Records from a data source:
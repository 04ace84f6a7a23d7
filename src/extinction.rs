//! # Reddening geometry
//!
//! Interstellar dust dims a star by `A_λ = c_λ · A_V` in each band, so in a CMD with
//! colour `F1 - F2` and magnitude `F3` a star moves along the direction
//!
//! ```text
//! (Δcolour, Δmagnitude) = ((c1 - c2) · A_V, c3 · A_V)
//! ```
//!
//! whose angle `theta = atan(c3 / (c1 - c2))` does not depend on `A_V`.
//!
//! The coefficients `c_λ = A_λ / A_V` come from an [`ExtinctionTable`] passed in by the
//! caller; [`ExtinctionTable::jwst_hst`] provides the usual HST/WFC3, ACS and
//! JWST/NIRCam values.
//!
//! [`ShearMode`] selects the slope given to the partitioner: the reddening slope,
//! or a slope derived from the ridge-line.
use std::{collections::HashMap, fmt};

use crate::{
    catalog::FilterSet,
    cmd_errors::CmdError,
    cmd_space::CmdAxis,
    conversion::normalize_filter,
    ridge_line::RidgeLineModel,
};

/// Mapping filter token → `A_filter / A_V` (case-insensitive tokens).
#[derive(Debug, Clone, PartialEq, Default)]
pub struct ExtinctionTable {
    coefficients: HashMap<String, f64>,
}

impl ExtinctionTable {
    pub fn new() -> Self {
        Self::default()
    }

    /// HST (WFC3/UVIS, ACS/WFC) and JWST/NIRCam wide-band coefficients.
    pub fn jwst_hst() -> Self {
        [
            ("f275w", 2.02499),
            ("f336w", 1.67536),
            ("f435w", 1.33879),
            ("f438w", 1.34148),
            ("f555w", 1.03065),
            ("f606w", 0.90941),
            ("f814w", 0.59845),
            ("f115w", 0.419),
            ("f150w", 0.287),
            ("f200w", 0.195),
        ]
        .into_iter()
        .collect()
    }

    pub fn with(mut self, filter: &str, coefficient: f64) -> Self {
        self.insert(filter, coefficient);
        self
    }

    pub fn insert(&mut self, filter: &str, coefficient: f64) {
        self.coefficients
            .insert(normalize_filter(filter), coefficient);
    }

    /// `A_filter / A_V`, or [`CmdError::UnknownFilter`].
    pub fn coefficient(&self, filter: &str) -> Result<f64, CmdError> {
        self.coefficients
            .get(&normalize_filter(filter))
            .copied()
            .ok_or_else(|| CmdError::UnknownFilter(format!("{filter} (no extinction coefficient)")))
    }

    pub fn len(&self) -> usize {
        self.coefficients.len()
    }

    pub fn is_empty(&self) -> bool {
        self.coefficients.is_empty()
    }
}

impl<'a> FromIterator<(&'a str, f64)> for ExtinctionTable {
    fn from_iter<T: IntoIterator<Item = (&'a str, f64)>>(iter: T) -> Self {
        let mut table = ExtinctionTable::new();
        for (filter, coefficient) in iter {
            table.insert(filter, coefficient);
        }
        table
    }
}

/// Extinction in magnitudes in the three CMD filters.
#[derive(Debug, Clone, Copy, PartialEq, Default, serde::Serialize)]
pub struct BandExtinction {
    pub blue: f64,
    pub red: f64,
    pub magnitude: f64,
}

impl BandExtinction {
    /// `A_filter = c_filter · A_V` for each filter of `filters`.
    pub fn from_table(table: &ExtinctionTable, filters: &FilterSet, av: f64) -> Result<Self, CmdError> {
        Ok(BandExtinction {
            blue: table.coefficient(&filters.blue)? * av,
            red: table.coefficient(&filters.red)? * av,
            magnitude: table.coefficient(&filters.magnitude)? * av,
        })
    }

    /// Colour excess `A_blue - A_red`.
    pub fn color_excess(&self) -> f64 {
        self.blue - self.red
    }
}

/// Extinction configuration.
///
/// Fields
/// -----------------
/// * `filters` – CMD filters the vector is built for.
/// * `av` – foreground extinction `A_V` applied to the isochrones (mag).
/// * `arrow_av` – `A_V` represented by the reddening arrow (mag).
#[derive(Debug, Clone, PartialEq)]
pub struct ExtinctionParams {
    pub filters: FilterSet,
    pub av: f64,
    pub arrow_av: f64,
}

impl Default for ExtinctionParams {
    fn default() -> Self {
        ExtinctionParams {
            filters: FilterSet::new("f115w", "f150w"),
            av: 0.19,
            arrow_av: 3.0,
        }
    }
}

impl ExtinctionParams {
    pub fn builder() -> ExtinctionParamsBuilder {
        ExtinctionParamsBuilder::default()
    }
}

#[derive(Debug, Clone, Default)]
pub struct ExtinctionParamsBuilder {
    params: ExtinctionParams,
}

impl ExtinctionParamsBuilder {
    pub fn filters(mut self, v: FilterSet) -> Self {
        self.params.filters = v;
        self
    }
    pub fn av(mut self, v: f64) -> Self {
        self.params.av = v;
        self
    }
    pub fn arrow_av(mut self, v: f64) -> Self {
        self.params.arrow_av = v;
        self
    }

    /// Validate and produce the [`ExtinctionParams`].
    ///
    /// Validation rules
    /// -----------------
    /// * `av >= 0` and finite.
    /// * `arrow_av >= 0` and finite.
    pub fn build(self) -> Result<ExtinctionParams, CmdError> {
        let p = &self.params;
        if !(p.av >= 0.0 && p.av.is_finite()) {
            return Err(CmdError::InvalidParameter(
                "av must be finite and >= 0".into(),
            ));
        }
        if !(p.arrow_av >= 0.0 && p.arrow_av.is_finite()) {
            return Err(CmdError::InvalidParameter(
                "arrow_av must be finite and >= 0".into(),
            ));
        }
        Ok(self.params)
    }
}

/// Reddening direction in the CMD of one filter set.
#[derive(Debug, Clone, Copy, PartialEq, serde::Serialize)]
pub struct ExtinctionVector {
    /// Angle of the reddening direction from the colour axis (radians).
    pub theta: f64,
    /// `tan(theta)`: magnitude change per unit colour change.
    pub slope: f64,
    /// Coefficients `A_filter / A_V` of the three filters.
    pub coefficients: BandExtinction,
    /// Extinction for the configured `A_V`.
    pub extinction: BandExtinction,
    /// Arrow components `(Δcolour, Δmagnitude)` for the configured `arrow_av`.
    pub arrow: (f64, f64),
}

impl ExtinctionVector {
    /// Build the reddening vector of a filter set.
    ///
    /// Arguments
    /// -----------------
    /// * `table`: injected extinction coefficients
    /// * `params`: filters, `A_V` and arrow size
    ///
    /// Return
    /// ----------
    /// * The vector, [`CmdError::UnknownFilter`] if a filter has no coefficient, or
    ///   [`CmdError::DegenerateVector`] when both colour filters have exactly the same
    ///   coefficient (reddening moves stars vertically; the slope would be infinite).
    pub fn build(table: &ExtinctionTable, params: &ExtinctionParams) -> Result<Self, CmdError> {
        let coefficients = BandExtinction::from_table(table, &params.filters, 1.0)?;
        let excess = coefficients.color_excess();
        if excess == 0.0 {
            return Err(CmdError::DegenerateVector(format!(
                "{} and {} have the same extinction coefficient {}",
                params.filters.blue, params.filters.red, coefficients.blue
            )));
        }

        let slope = coefficients.magnitude / excess;
        let extinction = BandExtinction::from_table(table, &params.filters, params.av)?;
        let arrow = (excess * params.arrow_av, coefficients.magnitude * params.arrow_av);

        Ok(ExtinctionVector {
            theta: slope.atan(),
            slope,
            coefficients,
            extinction,
            arrow,
        })
    }

    /// Slope of the reddening direction as `d(axis) / d(other axis)`.
    ///
    /// Along [`CmdAxis::Magnitude`] this is [`slope`](ExtinctionVector::slope); along
    /// [`CmdAxis::Color`] its inverse, undefined when the magnitude filter has no
    /// extinction.
    pub fn slope_along(&self, axis: CmdAxis) -> Result<f64, CmdError> {
        match axis {
            CmdAxis::Magnitude => Ok(self.slope),
            CmdAxis::Color if self.coefficients.magnitude != 0.0 => {
                Ok(self.coefficients.color_excess() / self.coefficients.magnitude)
            }
            CmdAxis::Color => Err(CmdError::DegenerateVector(
                "no extinction in the magnitude filter, reddening is horizontal".into(),
            )),
        }
    }

    /// Arrow components `(Δcolour, Δmagnitude)` for an arbitrary `A_V`.
    pub fn arrow_for(&self, av: f64) -> (f64, f64) {
        (
            self.coefficients.color_excess() * av,
            self.coefficients.magnitude * av,
        )
    }
}

/// Orientation of the bounding lines of the bins.
///
/// Slopes are resolved as `d(binning axis) / d(cross axis)`.
#[derive(Debug, Clone, Copy, PartialEq, Default, serde::Serialize)]
pub enum ShearMode {
    /// Along the reddening vector.
    #[default]
    Reddening,
    /// Perpendicular to the ridge-line.
    PerpendicularToRidge,
    /// Parallel to the ridge-line.
    ParallelToRidge,
    /// Caller supplied slope.
    Fixed(f64),
}

impl ShearMode {
    /// Resolve the shear slope for bins along `axis`.
    ///
    /// Arguments
    /// -----------------
    /// * `axis`: binning axis
    /// * `vector`: reddening vector, required for [`ShearMode::Reddening`]
    /// * `ridge`: ridge-line, used by the ridge-relative modes
    ///
    /// Return
    /// ----------
    /// * The slope, or [`CmdError::DegenerateVector`] when the requested direction is
    ///   parallel to the cross axis.
    pub fn resolve(
        &self,
        axis: CmdAxis,
        vector: Option<&ExtinctionVector>,
        ridge: &RidgeLineModel,
    ) -> Result<f64, CmdError> {
        match self {
            ShearMode::Reddening => vector
                .ok_or_else(|| {
                    CmdError::InvalidParameter("reddening shear needs an extinction vector".into())
                })?
                .slope_along(axis),
            ShearMode::ParallelToRidge => ridge.derivative(axis.other()).ok_or_else(|| {
                CmdError::DegenerateVector("ridge-line is parallel to the binning axis".into())
            }),
            ShearMode::PerpendicularToRidge => ridge
                .derivative(axis)
                .map(|d| -d)
                .ok_or_else(|| {
                    CmdError::DegenerateVector("ridge-line is parallel to the cross axis".into())
                }),
            ShearMode::Fixed(slope) if slope.is_finite() => Ok(*slope),
            ShearMode::Fixed(slope) => Err(CmdError::InvalidParameter(format!(
                "fixed shear slope must be finite, got {slope}"
            ))),
        }
    }
}

impl fmt::Display for ExtinctionVector {
    fn fmt(&self, f: &mut fmt::Formatter<'_>) -> fmt::Result {
        write!(
            f,
            "ExtinctionVector(theta={:.2}°, slope={:.4}, A=[{:.3}, {:.3}, {:.3}])",
            self.theta.to_degrees(),
            self.slope,
            self.extinction.blue,
            self.extinction.red,
            self.extinction.magnitude
        )
    }
}

#[cfg(test)]
mod extinction_test {
    use super::*;
    use approx::assert_relative_eq;

    #[test]
    fn test_table_lookup() {
        let table = ExtinctionTable::jwst_hst();
        assert_eq!(table.len(), 10);
        assert_eq!(table.coefficient("F115W").unwrap(), 0.419);
        assert_eq!(table.coefficient("f814w").unwrap(), 0.59845);
        assert!(matches!(
            table.coefficient("f090w"),
            Err(CmdError::UnknownFilter(_))
        ));
    }

    #[test]
    fn test_build_vector() {
        let params = ExtinctionParams::builder().av(0.19).arrow_av(3.0).build().unwrap();
        let v = ExtinctionVector::build(&ExtinctionTable::jwst_hst(), &params).unwrap();

        let expected = 0.287 / (0.419 - 0.287);
        assert_relative_eq!(v.slope, expected, epsilon = 1e-12);
        assert_relative_eq!(v.theta, expected.atan(), epsilon = 1e-12);
        assert_relative_eq!(v.theta.tan(), v.slope, epsilon = 1e-12);
        assert_relative_eq!(v.extinction.blue, 0.419 * 0.19, epsilon = 1e-12);
        assert_relative_eq!(v.arrow.0, (0.419 - 0.287) * 3.0, epsilon = 1e-12);
        assert_relative_eq!(v.arrow.1, 0.287 * 3.0, epsilon = 1e-12);
        assert_eq!(v.arrow_for(3.0), v.arrow);
        assert_relative_eq!(
            v.slope_along(CmdAxis::Color).unwrap(),
            1.0 / expected,
            epsilon = 1e-12
        );
    }

    #[test]
    fn test_degenerate_iff_equal_color_coefficients() {
        let params = ExtinctionParams::builder()
            .filters(FilterSet::new("a", "b").with_magnitude("c"))
            .build()
            .unwrap();

        let equal = ExtinctionTable::new().with("a", 1.0).with("b", 1.0).with("c", 0.5);
        assert!(matches!(
            ExtinctionVector::build(&equal, &params),
            Err(CmdError::DegenerateVector(_))
        ));

        // the magnitude filter plays no role
        let no_mag = ExtinctionTable::new().with("a", 1.0).with("b", 0.9).with("c", 0.0);
        let v = ExtinctionVector::build(&no_mag, &params).unwrap();
        assert_eq!(v.slope, 0.0);
        assert!(matches!(
            v.slope_along(CmdAxis::Color),
            Err(CmdError::DegenerateVector(_))
        ));

        // zero A_V keeps a defined direction
        let zero_av = ExtinctionParams { av: 0.0, ..params };
        let close = ExtinctionTable::new().with("a", 1.0).with("b", 1.0 - 1e-12).with("c", 0.5);
        assert!(ExtinctionVector::build(&close, &zero_av).unwrap().slope.is_finite());
    }

    #[test]
    fn test_unknown_filter() {
        let params = ExtinctionParams::builder()
            .filters(FilterSet::new("f115w", "f444w"))
            .build()
            .unwrap();
        assert!(matches!(
            ExtinctionVector::build(&ExtinctionTable::jwst_hst(), &params),
            Err(CmdError::UnknownFilter(_))
        ));
    }

    #[test]
    fn test_params_validation() {
        assert!(ExtinctionParams::builder().av(-0.1).build().is_err());
        assert!(ExtinctionParams::builder().arrow_av(f64::NAN).build().is_err());
        assert_eq!(
            ExtinctionParams::builder().build().unwrap(),
            ExtinctionParams::default()
        );
    }
}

What you are asked to do:
Report all lines above with "configured".

Written response:
    /// Extinction for the configured `A_V`.
    /// Arrow components `(Δcolour, Δmagnitude)` for the configured `arrow_av`.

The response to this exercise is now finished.